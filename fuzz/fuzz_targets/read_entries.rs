//! Fuzz target for decoding arbitrary bytes as a tar stream.
//!
//! Run with: cargo +nightly fuzz run read_entries
//!
//! The first byte picks the codec so that the gzip and zstd framing paths
//! are reached as well as plain tar.

#![no_main]

use libfuzzer_sys::fuzz_target;
use retar::CodecMethod;
use retar::format::read_entries;

fuzz_target!(|data: &[u8]| {
    let Some((&selector, body)) = data.split_first() else {
        return;
    };
    let method = match selector % 3 {
        0 => None,
        1 => Some(CodecMethod::Gzip),
        _ => Some(CodecMethod::Zstd),
    };

    if let Ok(entries) = read_entries(body, method) {
        for entry in &entries {
            // Every decoded name can be written back
            let name = retar::archive_path::trim_dir_suffix(&entry.name);
            assert!(retar::ArchivePath::new(name).is_ok(), "unwritable name: {:?}", entry.name);
            assert_eq!(entry.size(), entry.content.len() as u64);
        }
    }
});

━━━━━━━━━━━━━━━━━━━━

Give back, word for word, only the lines from the one containing "use libfuzzer_sys::fuzz_target;" through the closing line of the entries.

use libfuzzer_sys::fuzz_target;
use retar::CodecMethod;
use retar::format::read_entries;

fuzz_target!(|data: &[u8]| {
    let Some((&selector, body)) = data.split_first() else {
        return;
    };
    let method = match selector % 3 {
        0 => None,
        1 => Some(CodecMethod::Gzip),
        _ => Some(CodecMethod::Zstd),
    };

    if let Ok(entries) = read_entries(body, method) {
        for entry in &entries {
            // Every decoded name can be written back
            let name = retar::archive_path::trim_dir_suffix(&entry.name);
            assert!(retar::ArchivePath::new(name).is_ok(), "unwritable name: {:?}", entry.name);
            assert_eq!(entry.size(), entry.content.len() as u64);
        }
    }
});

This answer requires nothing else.